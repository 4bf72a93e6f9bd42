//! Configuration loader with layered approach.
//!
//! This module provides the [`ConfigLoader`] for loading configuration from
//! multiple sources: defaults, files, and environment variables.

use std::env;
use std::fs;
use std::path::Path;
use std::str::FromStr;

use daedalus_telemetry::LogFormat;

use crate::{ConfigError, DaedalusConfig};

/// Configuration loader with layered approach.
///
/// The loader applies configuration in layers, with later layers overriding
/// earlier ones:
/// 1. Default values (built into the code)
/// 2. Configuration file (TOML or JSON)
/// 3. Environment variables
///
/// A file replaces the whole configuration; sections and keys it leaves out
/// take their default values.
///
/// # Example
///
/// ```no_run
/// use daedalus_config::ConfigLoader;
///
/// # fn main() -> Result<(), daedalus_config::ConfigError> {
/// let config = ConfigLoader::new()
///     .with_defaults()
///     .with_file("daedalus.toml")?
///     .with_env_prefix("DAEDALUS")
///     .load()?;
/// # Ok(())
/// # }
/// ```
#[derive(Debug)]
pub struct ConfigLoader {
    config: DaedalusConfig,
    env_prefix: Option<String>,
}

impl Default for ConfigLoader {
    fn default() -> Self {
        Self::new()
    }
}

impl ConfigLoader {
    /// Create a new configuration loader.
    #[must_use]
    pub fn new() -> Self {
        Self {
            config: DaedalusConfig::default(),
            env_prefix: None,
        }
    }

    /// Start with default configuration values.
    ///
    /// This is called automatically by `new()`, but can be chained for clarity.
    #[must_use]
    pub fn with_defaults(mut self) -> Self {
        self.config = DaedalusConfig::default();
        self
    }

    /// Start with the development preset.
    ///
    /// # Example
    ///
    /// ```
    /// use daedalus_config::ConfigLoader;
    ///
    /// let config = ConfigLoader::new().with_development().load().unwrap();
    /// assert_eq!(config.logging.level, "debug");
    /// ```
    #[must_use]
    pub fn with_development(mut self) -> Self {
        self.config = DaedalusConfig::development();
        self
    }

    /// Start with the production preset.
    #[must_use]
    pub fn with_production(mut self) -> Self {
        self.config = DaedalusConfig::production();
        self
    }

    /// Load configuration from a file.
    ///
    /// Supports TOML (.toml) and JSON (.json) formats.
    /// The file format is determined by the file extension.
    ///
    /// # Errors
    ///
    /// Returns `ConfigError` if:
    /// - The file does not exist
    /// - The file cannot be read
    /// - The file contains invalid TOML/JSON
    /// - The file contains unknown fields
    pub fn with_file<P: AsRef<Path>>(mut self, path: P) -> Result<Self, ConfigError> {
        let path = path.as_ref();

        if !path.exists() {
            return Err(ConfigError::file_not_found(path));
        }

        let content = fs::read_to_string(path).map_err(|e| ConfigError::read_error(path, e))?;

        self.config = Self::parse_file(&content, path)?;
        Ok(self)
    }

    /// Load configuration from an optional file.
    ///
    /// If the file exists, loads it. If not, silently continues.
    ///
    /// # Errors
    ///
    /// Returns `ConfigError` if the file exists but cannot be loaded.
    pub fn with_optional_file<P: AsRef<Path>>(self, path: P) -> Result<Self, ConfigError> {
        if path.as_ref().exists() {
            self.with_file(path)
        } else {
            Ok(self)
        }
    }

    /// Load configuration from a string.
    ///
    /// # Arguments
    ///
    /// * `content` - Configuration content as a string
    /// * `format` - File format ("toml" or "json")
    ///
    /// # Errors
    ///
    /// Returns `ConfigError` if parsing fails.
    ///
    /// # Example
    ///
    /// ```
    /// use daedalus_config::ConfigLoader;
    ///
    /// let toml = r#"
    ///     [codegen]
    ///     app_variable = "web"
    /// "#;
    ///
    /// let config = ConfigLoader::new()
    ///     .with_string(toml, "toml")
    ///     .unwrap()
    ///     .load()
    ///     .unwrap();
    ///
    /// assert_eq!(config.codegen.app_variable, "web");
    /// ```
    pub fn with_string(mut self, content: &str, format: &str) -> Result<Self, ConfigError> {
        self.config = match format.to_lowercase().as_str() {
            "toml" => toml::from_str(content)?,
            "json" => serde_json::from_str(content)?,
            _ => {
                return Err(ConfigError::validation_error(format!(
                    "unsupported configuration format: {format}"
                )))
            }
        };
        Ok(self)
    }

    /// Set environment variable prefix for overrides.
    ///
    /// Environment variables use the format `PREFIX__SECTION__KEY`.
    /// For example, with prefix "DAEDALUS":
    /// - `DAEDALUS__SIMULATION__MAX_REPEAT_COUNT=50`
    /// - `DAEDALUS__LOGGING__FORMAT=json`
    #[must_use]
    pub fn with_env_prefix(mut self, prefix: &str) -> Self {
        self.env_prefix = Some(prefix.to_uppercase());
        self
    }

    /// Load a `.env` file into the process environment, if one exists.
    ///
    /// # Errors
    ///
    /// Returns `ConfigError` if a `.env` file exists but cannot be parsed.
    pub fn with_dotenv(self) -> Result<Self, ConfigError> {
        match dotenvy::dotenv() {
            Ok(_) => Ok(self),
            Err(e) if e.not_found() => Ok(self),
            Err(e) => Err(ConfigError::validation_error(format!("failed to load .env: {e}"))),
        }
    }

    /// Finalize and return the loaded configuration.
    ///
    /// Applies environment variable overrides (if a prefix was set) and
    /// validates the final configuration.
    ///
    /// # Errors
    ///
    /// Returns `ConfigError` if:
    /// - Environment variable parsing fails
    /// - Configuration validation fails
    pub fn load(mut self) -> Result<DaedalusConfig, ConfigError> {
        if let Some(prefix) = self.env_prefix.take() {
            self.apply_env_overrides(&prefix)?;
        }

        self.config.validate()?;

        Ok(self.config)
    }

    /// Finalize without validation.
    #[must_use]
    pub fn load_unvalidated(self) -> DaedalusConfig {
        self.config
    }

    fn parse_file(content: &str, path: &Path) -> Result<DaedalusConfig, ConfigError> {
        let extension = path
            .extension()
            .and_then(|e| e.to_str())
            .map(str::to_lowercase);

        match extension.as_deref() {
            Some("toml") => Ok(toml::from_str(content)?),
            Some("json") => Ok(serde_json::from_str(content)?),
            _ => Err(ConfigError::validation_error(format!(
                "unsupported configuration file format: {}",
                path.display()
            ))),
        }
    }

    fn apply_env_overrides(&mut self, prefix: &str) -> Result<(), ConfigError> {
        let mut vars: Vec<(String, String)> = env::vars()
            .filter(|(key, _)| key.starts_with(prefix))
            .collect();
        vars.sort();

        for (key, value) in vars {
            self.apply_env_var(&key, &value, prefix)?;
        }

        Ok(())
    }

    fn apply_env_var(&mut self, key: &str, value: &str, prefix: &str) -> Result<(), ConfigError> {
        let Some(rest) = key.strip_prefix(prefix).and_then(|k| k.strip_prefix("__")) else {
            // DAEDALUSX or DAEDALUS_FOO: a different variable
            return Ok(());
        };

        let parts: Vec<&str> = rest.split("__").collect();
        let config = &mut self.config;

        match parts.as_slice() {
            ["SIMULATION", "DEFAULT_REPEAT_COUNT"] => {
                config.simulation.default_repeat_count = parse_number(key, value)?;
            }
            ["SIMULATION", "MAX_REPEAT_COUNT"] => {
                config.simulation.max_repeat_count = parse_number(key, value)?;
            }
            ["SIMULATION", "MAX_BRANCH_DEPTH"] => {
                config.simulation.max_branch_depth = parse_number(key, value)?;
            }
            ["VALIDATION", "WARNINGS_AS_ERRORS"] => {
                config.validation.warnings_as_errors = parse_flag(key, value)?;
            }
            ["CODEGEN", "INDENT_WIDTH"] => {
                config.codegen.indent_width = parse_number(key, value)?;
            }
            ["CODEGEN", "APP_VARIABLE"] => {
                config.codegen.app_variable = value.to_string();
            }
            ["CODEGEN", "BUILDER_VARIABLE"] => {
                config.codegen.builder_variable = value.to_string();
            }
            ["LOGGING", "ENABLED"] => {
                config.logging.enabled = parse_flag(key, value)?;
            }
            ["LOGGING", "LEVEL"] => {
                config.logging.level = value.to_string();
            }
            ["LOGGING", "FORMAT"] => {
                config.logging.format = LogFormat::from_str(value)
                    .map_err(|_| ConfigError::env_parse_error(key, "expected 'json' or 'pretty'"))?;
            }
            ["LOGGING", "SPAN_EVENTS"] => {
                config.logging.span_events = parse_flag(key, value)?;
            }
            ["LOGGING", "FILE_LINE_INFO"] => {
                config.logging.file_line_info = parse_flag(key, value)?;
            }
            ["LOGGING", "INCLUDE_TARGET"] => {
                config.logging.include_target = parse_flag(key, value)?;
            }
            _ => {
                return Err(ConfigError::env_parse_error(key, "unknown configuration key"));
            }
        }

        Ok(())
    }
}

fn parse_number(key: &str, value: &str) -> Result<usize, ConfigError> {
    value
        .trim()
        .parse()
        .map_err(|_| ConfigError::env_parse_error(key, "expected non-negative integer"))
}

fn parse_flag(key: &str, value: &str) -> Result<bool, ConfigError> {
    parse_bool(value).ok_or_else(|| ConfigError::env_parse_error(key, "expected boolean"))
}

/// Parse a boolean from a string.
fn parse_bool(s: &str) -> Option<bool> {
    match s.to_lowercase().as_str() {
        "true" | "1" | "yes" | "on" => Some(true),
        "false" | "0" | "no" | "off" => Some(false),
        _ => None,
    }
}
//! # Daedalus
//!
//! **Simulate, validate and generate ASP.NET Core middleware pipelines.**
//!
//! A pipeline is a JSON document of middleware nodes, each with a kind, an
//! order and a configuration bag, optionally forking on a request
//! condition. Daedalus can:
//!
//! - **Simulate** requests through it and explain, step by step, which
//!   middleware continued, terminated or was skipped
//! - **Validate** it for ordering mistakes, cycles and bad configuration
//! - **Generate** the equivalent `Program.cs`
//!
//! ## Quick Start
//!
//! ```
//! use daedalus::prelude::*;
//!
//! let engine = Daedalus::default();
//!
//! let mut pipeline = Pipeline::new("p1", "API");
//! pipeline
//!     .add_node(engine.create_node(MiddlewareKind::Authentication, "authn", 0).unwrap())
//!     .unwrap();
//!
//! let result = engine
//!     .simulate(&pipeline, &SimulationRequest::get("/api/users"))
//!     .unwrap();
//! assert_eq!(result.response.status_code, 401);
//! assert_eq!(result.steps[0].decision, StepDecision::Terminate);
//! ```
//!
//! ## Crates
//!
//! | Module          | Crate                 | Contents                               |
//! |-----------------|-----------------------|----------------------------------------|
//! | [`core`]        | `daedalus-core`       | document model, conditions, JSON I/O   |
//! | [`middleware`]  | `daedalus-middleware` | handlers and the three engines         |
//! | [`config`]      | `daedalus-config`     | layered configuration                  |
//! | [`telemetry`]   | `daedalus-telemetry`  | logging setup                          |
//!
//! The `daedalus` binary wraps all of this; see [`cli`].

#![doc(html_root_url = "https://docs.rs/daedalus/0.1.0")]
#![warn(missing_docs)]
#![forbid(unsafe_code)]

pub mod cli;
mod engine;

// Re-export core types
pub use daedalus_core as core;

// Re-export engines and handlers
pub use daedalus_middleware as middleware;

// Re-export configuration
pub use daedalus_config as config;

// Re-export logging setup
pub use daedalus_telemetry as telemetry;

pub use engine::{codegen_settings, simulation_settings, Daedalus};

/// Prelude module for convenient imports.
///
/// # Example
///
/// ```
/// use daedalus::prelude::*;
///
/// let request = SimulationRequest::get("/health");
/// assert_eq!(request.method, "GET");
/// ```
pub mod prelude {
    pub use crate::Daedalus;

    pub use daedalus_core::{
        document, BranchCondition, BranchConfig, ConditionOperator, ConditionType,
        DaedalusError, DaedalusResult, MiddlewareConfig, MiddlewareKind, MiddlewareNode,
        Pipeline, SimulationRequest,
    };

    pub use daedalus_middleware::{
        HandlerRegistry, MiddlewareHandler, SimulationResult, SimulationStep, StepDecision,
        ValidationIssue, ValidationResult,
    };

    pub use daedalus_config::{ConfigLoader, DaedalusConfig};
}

────

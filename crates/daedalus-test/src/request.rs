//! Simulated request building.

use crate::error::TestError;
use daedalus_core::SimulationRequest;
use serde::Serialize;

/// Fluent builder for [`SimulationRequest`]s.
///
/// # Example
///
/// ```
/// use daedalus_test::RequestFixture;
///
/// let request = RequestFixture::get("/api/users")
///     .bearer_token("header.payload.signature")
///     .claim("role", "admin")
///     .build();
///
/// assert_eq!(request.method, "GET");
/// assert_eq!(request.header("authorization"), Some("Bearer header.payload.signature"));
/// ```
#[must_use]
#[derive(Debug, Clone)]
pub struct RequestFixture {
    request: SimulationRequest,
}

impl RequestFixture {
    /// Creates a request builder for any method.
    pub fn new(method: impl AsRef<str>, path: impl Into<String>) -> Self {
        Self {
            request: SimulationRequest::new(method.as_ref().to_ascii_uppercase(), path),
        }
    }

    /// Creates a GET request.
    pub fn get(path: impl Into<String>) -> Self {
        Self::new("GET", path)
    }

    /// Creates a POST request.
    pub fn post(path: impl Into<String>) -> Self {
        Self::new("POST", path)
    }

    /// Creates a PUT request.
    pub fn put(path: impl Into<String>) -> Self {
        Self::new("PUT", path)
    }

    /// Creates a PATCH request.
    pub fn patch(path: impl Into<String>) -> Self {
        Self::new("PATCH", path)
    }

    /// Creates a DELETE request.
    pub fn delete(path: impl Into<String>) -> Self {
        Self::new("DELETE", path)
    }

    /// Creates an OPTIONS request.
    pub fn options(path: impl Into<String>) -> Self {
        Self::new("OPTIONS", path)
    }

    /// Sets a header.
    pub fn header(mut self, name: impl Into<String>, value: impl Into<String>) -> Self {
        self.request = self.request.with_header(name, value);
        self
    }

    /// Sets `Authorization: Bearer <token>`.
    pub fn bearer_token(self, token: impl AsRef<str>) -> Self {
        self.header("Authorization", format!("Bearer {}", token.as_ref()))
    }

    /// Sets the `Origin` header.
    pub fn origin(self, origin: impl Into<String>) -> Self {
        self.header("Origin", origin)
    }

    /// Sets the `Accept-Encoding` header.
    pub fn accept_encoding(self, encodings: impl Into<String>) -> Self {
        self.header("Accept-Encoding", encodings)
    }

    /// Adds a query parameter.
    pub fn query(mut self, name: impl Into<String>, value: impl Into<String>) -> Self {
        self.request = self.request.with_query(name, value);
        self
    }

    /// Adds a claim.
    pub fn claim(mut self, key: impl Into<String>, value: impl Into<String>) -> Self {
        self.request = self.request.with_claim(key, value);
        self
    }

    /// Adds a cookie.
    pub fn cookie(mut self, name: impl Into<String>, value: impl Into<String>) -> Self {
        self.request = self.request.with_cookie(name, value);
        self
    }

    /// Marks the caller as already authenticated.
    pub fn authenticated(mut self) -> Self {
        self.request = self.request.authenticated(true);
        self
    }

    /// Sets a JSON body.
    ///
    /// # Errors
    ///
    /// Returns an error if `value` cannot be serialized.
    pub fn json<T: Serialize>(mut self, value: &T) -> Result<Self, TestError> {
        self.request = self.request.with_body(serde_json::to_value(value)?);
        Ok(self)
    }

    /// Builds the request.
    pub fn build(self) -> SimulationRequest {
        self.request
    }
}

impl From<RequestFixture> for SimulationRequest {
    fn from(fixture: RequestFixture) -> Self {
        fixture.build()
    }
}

────

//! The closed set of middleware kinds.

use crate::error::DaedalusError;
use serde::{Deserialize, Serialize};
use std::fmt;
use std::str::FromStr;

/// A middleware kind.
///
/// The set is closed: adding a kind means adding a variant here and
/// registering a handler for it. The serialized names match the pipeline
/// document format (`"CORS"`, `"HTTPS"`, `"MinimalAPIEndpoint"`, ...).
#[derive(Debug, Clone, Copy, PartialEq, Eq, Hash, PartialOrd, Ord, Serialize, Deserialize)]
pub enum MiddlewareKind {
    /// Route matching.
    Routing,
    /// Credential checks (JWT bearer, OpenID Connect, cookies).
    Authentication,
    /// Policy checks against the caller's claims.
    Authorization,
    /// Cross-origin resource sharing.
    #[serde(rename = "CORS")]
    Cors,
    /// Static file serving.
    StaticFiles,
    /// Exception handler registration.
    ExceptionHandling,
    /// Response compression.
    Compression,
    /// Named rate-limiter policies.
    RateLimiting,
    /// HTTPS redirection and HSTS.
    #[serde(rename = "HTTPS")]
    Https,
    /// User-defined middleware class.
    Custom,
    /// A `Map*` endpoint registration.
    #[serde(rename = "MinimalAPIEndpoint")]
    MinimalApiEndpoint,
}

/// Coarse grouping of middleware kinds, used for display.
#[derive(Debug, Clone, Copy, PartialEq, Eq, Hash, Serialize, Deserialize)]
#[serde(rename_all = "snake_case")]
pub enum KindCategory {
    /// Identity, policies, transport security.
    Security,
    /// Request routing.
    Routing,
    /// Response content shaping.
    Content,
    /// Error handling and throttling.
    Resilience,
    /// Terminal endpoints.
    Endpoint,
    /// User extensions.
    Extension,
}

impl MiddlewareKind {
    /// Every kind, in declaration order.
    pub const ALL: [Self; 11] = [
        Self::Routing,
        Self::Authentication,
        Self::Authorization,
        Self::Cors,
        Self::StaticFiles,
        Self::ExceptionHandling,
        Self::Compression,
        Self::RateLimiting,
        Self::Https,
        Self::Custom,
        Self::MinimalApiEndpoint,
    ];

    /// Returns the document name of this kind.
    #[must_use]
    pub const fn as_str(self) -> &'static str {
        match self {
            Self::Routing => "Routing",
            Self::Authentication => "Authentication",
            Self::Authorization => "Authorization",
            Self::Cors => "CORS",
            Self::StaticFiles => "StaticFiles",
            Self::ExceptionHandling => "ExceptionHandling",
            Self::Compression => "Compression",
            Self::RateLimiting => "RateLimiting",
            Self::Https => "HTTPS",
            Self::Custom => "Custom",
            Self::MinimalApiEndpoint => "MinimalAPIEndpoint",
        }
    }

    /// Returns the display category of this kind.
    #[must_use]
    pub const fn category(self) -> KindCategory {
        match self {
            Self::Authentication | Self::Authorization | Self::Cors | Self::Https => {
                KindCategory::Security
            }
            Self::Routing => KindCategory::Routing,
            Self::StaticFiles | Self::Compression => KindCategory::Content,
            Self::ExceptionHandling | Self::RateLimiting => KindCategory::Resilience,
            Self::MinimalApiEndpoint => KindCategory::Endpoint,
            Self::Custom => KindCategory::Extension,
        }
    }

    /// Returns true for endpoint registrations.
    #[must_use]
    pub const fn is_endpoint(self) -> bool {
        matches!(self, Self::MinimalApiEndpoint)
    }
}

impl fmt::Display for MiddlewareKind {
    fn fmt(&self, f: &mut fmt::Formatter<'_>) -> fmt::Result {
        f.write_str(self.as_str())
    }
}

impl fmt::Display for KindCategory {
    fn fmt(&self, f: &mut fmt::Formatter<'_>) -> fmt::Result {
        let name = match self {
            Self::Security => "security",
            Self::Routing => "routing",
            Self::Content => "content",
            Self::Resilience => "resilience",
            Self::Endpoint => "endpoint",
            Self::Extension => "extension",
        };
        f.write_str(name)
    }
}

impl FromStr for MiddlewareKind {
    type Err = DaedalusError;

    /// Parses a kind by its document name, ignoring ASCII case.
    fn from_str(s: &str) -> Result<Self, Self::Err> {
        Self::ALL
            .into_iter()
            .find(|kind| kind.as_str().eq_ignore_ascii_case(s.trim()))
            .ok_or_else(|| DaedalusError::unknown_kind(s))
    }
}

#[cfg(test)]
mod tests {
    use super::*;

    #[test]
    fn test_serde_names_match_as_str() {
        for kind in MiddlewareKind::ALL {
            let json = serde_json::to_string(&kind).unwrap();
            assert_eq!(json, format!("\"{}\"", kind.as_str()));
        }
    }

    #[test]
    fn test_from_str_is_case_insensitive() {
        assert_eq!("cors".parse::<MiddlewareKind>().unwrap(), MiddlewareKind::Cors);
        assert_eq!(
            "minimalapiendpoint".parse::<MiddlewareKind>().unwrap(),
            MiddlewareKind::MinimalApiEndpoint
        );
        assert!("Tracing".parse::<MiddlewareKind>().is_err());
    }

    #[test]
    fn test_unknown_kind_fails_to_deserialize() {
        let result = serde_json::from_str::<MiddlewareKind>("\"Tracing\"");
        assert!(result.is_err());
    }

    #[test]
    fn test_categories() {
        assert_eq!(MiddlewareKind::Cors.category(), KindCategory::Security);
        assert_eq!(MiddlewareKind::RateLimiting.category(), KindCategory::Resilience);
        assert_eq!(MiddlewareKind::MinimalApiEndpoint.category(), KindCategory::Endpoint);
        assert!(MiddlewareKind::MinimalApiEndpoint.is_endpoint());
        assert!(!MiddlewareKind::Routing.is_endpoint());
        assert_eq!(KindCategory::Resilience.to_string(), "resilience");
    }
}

────

:: Exercise requirements ::
Write out every line of the preceding listing that contains "approach".

:: Task answer ::
//! Configuration loader with layered approach.
/// Configuration loader with layered approach.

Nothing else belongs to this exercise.